Une approche plus écologique de la question nutritionnelle invite à prendre en compte les modalités mêmes des interventions et les effets de ces modalités. Le caractère endogène ou exogène des solutions proposées pose des questions de souveraineté et de dépendance. En l’occurrence, recourir à des aliments industriels fortifiés ou à des variétés biofortifiées comporte un risque de dépendance vis-à-vis de l’industrie chimique ou pharmaceutique (pour la production des additifs) ou des semenciers. D’autant plus qu’il y a une forte concentration d’activités entre les mains de quelques acteurs majeurs. La crise de la Covid-19 a révélé les enjeux de cette dépendance à un nombre limité d’acteurs disposant de ressources pour faire face à des problèmes urgents. Si une spécialisation permet d’abaisser les coûts, là où les avantages comparatifs sont les meilleurs, elle génère des risques qui conduisent aujourd’hui à intégrer la question de l’autonomie dans les options stratégiques.
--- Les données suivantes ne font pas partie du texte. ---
//! Ordered fallback chains.
//!
//! A chain is a slice of named, pure strategies over a review container. The
//! chain is evaluated in order and stops at the first strategy that returns
//! `Some`.

use scraper::ElementRef;

/// One way of recovering a value from an element.
pub struct Strategy<T> {
  /// Label used in trace output.
  pub name: &'static str,
  pub run:  for<'a> fn(ElementRef<'a>) -> Option<T>,
}

/// Run `chain` against `element`, returning the first value produced.
pub fn first_match<T>(element: ElementRef<'_>, chain: &[Strategy<T>]) -> Option<T> {
  chain.iter().find_map(|strategy| {
    let value = (strategy.run)(element)?;
    tracing::trace!(strategy = strategy.name, "strategy resolved");
    Some(value)
  })
}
Une des stratégies des entreprises pour gagner en compétitivité et conquérir de nouveaux marchés est d’ajouter de nouveaux attributs à leurs produits : gustatifs, environnementaux, éthiques, etc. La nutrition n’a pas échappé à cette tendance avec le développement du marché des alicaments ou des aliments santé, soit enrichis, soit allégés. Cette stratégie s’est traduite par une multiplication des produits au sein d’une même gamme, créant l’embarras du choix (Schwartz, 2005). Ce faisant, les aliments tendent à n’être plus considérés que comme des sommes d’attributs. Ainsi, certains outils du marketing comme l’analyse conjointe mesurent le poids relatif de ces attributs dans la décision d’achat (Rao, 2014). Mais pour les mangeurs, un aliment ne se représente pas forcément comme un assemblage d’attributs décomposables. Il forme au contraire un tout intégré, indissociable, et c’est dans la confection des mets que se jouent alors les combinaisons d’ingrédients. Dans cet assemblage qui s’opère en cuisine, ceux-ci finissent par fusionner, ou se « concrétisent », comme le philosophe Gilbert Simondon (1958) l’a théorisé à propos du mode d’existence des objets techniques : d’une addition de fonctions initialement distinctes – gustative, rhéologique, colorante, etc. –, le mets (ou l’objet technique) finit par intégrer ces fonctions, par interactions entre elles, pour les rendre inséparables. Dans le pain, le mélange de farine, de levure et d’eau génère avec la fermentation et la cuisson un produit holistique qui est plus que la somme de ses parties. C’est là le caractère enchanteur de la cuisine, celui de dépasser une conception de l’aliment réduite à une fonction nutritionnelle.